Nobody ever drew more of a bum rap from show-biz history than Shelley Berman.

When he first came up during the mid-to-late ‘50s, he was still too young for the Maniacal-but-Established category, which embraced people like Red Skelton, who once climbed a tree outside his Bel-Air home and waved a pistol at anyone approaching, and Sid Caesar, who once dangled Mel Brooks by his ankles outside a 10th-story window.

And later he was too old for the generation of rockers and other touring talents who, owing to the combustible mix of drugs, extreme youth and overnight success, routinely trashed entire hotel suites (Berman’s wrath, quaint in comparison, was restricted to tossing unneeded bath soap into the wastepaper basket and then complaining to management).

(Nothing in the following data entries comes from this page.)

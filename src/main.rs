use std::net::SocketAddr;
use std::path::Path;

use anyhow::Context;
use tracing_subscriber::{layer::SubscriberExt, util::SubscriberInitExt};

use post_herald::config::Config;
use post_herald::pipeline::Pipeline;
use post_herald::server::{build_router, AppState};
use post_herald::telegram::TelegramTransport;

#[tokio::main]
async fn main() -> anyhow::Result<()> {
    tracing_subscriber::registry()
        .with(
            tracing_subscriber::EnvFilter::try_from_default_env()
                .unwrap_or_else(|_| "post_herald=debug".into()),
        )
        .with(tracing_subscriber::fmt::layer())
        .init();

    let config_path = std::env::args()
        .nth(1)
        .unwrap_or_else(|| "post-herald.toml".to_string());
    let config = Config::load(Path::new(&config_path))
        .with_context(|| format!("loading configuration from {config_path}"))?;

    let transport = TelegramTransport::new(config.bot.telegram_bot_token.clone())
        .with_parse_mode(config.telegram_channel.parse_mode);
    tracing::info!(
        channels = config.telegram_channel.channel_ids.len(),
        "telegram transport initialized"
    );

    let pipeline = Pipeline::new(&config, transport).context("building pipeline")?;
    let app = build_router(AppState::new(pipeline));

    let addr: SocketAddr = config
        .server
        .listen
        .parse()
        .with_context(|| format!("invalid listen address {}", config.server.listen))?;
    tracing::info!("listening on {}", addr);

    let listener = tokio::net::TcpListener::bind(addr).await?;
    axum::serve(listener, app).await?;
    Ok(())
}
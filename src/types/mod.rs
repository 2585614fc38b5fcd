//! Core domain types shared across the crate.

pub mod ids;

pub use ids::ChannelId;
//! Telegram Bot API error types.

use thiserror::Error;

/// Errors raised while delivering a message through the Bot API.
#[derive(Debug, Error)]
pub enum SendError {
    /// The API rejected the request (bad chat id, bot not in channel,
    /// malformed markup, ...). Carries the `description` from the response.
    #[error("telegram API error (HTTP {status}): {description}")]
    Api { status: u16, description: String },

    /// The request never produced an API response (connect, TLS, or
    /// protocol failure).
    #[error("telegram request failed: {0}")]
    Http(#[from] reqwest::Error),
}

#[cfg(test)]
mod tests {
    use super::*;

    #[test]
    fn api_error_display_includes_status_and_description() {
        let err = SendError::Api {
            status: 400,
            description: "chat not found".to_string(),
        };
        assert_eq!(
            err.to_string(),
            "telegram API error (HTTP 400): chat not found"
        );
    }
}
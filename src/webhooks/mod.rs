//! Inbound GitHub webhook handling.
//!
//! This module provides:
//! - Signature verification for webhook payloads (HMAC-SHA256)
//! - Typed access to the fields of a `push` payload

pub mod payload;
pub mod signature;

pub use payload::head_commit_message;
pub use signature::{
    compute_signature, format_signature_header, parse_signature_header, verify_signature,
};

/// The event-type header value for repository push events.
///
/// All other event types are acknowledged and ignored.
pub const PUSH_EVENT: &str = "push";
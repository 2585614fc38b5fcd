//! Typed access to push-event payload fields.
//!
//! A `push` delivery carries the head commit under `head_commit`; its
//! `message` field is the only part of the payload this service reads.

use serde_json::Value;

/// Extracts the head commit message from a push payload.
///
/// Returns `None` when the payload has no `head_commit` object or the commit
/// has no string `message` (e.g. a branch deletion push, where `head_commit`
/// is `null`).
pub fn head_commit_message(payload: &Value) -> Option<&str> {
    payload.get("head_commit")?.get("message")?.as_str()
}
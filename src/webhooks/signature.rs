//! Webhook signature verification using HMAC-SHA256.
//!
//! GitHub signs each delivery with a shared secret and puts the result in the
//! `X-Hub-Signature-256` header as `sha256=<hex>`. Verification is the first
//! step in webhook processing: a request with a bad signature is rejected
//! before its body is parsed.

use hmac::{Hmac, Mac};
use sha2::Sha256;

type HmacSha256 = Hmac<Sha256>;

/// Verifies a webhook signature against the raw payload and the shared secret.
///
/// Returns `true` only if the header carries the HMAC-SHA256 of `payload`
/// keyed by `secret`. The comparison is constant-time (via the MAC library's
/// own verification), so verification time does not depend on how many
/// leading bytes of the signature match.
///
/// # Examples
///
/// ```
/// use post_herald::webhooks::{compute_signature, format_signature_header, verify_signature};
///
/// let payload = b"{}";
/// let secret = b"shared-secret";
/// let header = format_signature_header(&compute_signature(payload, secret));
///
/// assert!(verify_signature(payload, &header, secret));
/// assert!(!verify_signature(payload, &header, b"other-secret"));
/// ```
pub fn verify_signature(payload: &[u8], signature_header: &str, secret: &[u8]) -> bool {
    let Some(received) = parse_signature_header(signature_header) else {
        return false;
    };

    let Ok(mut mac) = HmacSha256::new_from_slice(secret) else {
        return false;
    };
    mac.update(payload);

    // Constant-time comparison; never compare digests with `==`.
    mac.verify_slice(&received).is_ok()
}

/// Parses a `sha256=<hex>` signature header into raw bytes.
///
/// Returns `None` for malformed headers (missing prefix, wrong algorithm,
/// invalid hex). Never panics.
pub fn parse_signature_header(header: &str) -> Option<Vec<u8>> {
    let hex_digest = header.strip_prefix("sha256=")?;
    hex::decode(hex_digest).ok()
}

/// Computes the HMAC-SHA256 of a payload keyed by the given secret.
///
/// Callers use this to generate expected signatures, primarily in tests.
pub fn compute_signature(payload: &[u8], secret: &[u8]) -> Vec<u8> {
    let mut mac = HmacSha256::new_from_slice(secret).expect("HMAC can take key of any size");
    mac.update(payload);
    mac.finalize().into_bytes().to_vec()
}

/// Formats a raw signature as a `sha256=<hex>` header value.
pub fn format_signature_header(signature: &[u8]) -> String {
    format!("sha256={}", hex::encode(signature))
}

#[cfg(test)]
mod tests {
    use super::*;
    use proptest::prelude::*;

    #[test]
    fn parse_header_decodes_hex() {
        assert_eq!(
            parse_signature_header("sha256=00ff1a2b"),
            Some(vec![0x00, 0xff, 0x1a, 0x2b])
        );
    }

    #[test]
    fn parse_header_rejects_malformed_input() {
        assert_eq!(parse_signature_header(""), None);
        assert_eq!(parse_signature_header("00ff1a2b"), None);
        assert_eq!(parse_signature_header("sha1=00ff1a2b"), None);
        assert_eq!(parse_signature_header("sha256=not-hex"), None);
        // Odd-length hex is invalid.
        assert_eq!(parse_signature_header("sha256=abc"), None);
    }

    #[test]
    fn verify_accepts_correct_signature() {
        let payload = b"{\"ref\":\"refs/heads/main\"}";
        let secret = b"It's a Secret to Everybody";

        let header = format_signature_header(&compute_signature(payload, secret));
        assert!(verify_signature(payload, &header, secret));
    }

    #[test]
    fn verify_rejects_wrong_secret() {
        let payload = b"payload";
        let header = format_signature_header(&compute_signature(payload, b"correct"));

        assert!(!verify_signature(payload, &header, b"wrong"));
    }

    #[test]
    fn verify_rejects_tampered_payload() {
        let secret = b"secret";
        let header = format_signature_header(&compute_signature(b"original", secret));

        assert!(!verify_signature(b"tampered", &header, secret));
    }

    #[test]
    fn verify_rejects_malformed_headers_without_panicking() {
        let payload = b"body";
        let secret = b"secret";

        assert!(!verify_signature(payload, "", secret));
        assert!(!verify_signature(payload, "sha256=", secret));
        assert!(!verify_signature(payload, "sha256=zzzz", secret));
        assert!(!verify_signature(payload, "not-a-header", secret));
    }

    #[test]
    fn empty_payload_and_empty_secret_are_valid_inputs() {
        let header = format_signature_header(&compute_signature(b"", b""));
        assert!(verify_signature(b"", &header, b""));
    }

    proptest! {
        /// Signing and verifying with the same secret always succeeds.
        #[test]
        fn prop_sign_verify_roundtrip(payload: Vec<u8>, secret: Vec<u8>) {
            let header = format_signature_header(&compute_signature(&payload, &secret));
            prop_assert!(verify_signature(&payload, &header, &secret));
        }

        /// Verifying with a different secret always fails.
        #[test]
        fn prop_wrong_secret_fails(payload: Vec<u8>, secret: Vec<u8>, other: Vec<u8>) {
            prop_assume!(secret != other);

            let header = format_signature_header(&compute_signature(&payload, &secret));
            prop_assert!(!verify_signature(&payload, &header, &other));
        }

        /// Any payload modification invalidates the signature.
        #[test]
        fn prop_modified_payload_fails(original: Vec<u8>, modified: Vec<u8>, secret: Vec<u8>) {
            prop_assume!(original != modified);

            let header = format_signature_header(&compute_signature(&original, &secret));
            prop_assert!(!verify_signature(&modified, &header, &secret));
        }

        /// Header formatting and parsing round-trip.
        #[test]
        fn prop_format_parse_roundtrip(signature: [u8; 32]) {
            let header = format_signature_header(&signature);
            prop_assert_eq!(parse_signature_header(&header), Some(signature.to_vec()));
        }

        /// Arbitrary header strings never cause a panic.
        #[test]
        fn prop_malformed_header_no_panic(header: String, payload: Vec<u8>, secret: Vec<u8>) {
            let _ = parse_signature_header(&header);
            let _ = verify_signature(&payload, &header, &secret);
        }
    }
}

He was part of a new wave of comedians--Mike Nichols and Elaine May, Mort Sahl and Lenny Bruce among them--who were embarking on an all-new course of social commentary. Their material didn’t simply amuse and divert; it held up a mirror; it was dark and edgy and a little dangerous. And when Berman was seen angrily ripping a telephone off a wall in a famous 1963 documentary, people realized something about the new comics that they hadn’t seen in the old reliables like Jack Benny and George Burns: They weren’t just telling truths about pain and embarrassment and a kind of universal post-war confusion--they were implicated in those truths. The tummler had chilled the party.

“I wish to hell we could all be comfortable working together in this world,” Berman would say in an interview 20 years later, “but I can’t be comfortable.” Berman was an angry man. Anger only works in show business if you’re very young or very dead, or if you can send the surreptitious signal to your interviewer or the viewing public that underneath it all you’re a sweet guy and it’s really an act.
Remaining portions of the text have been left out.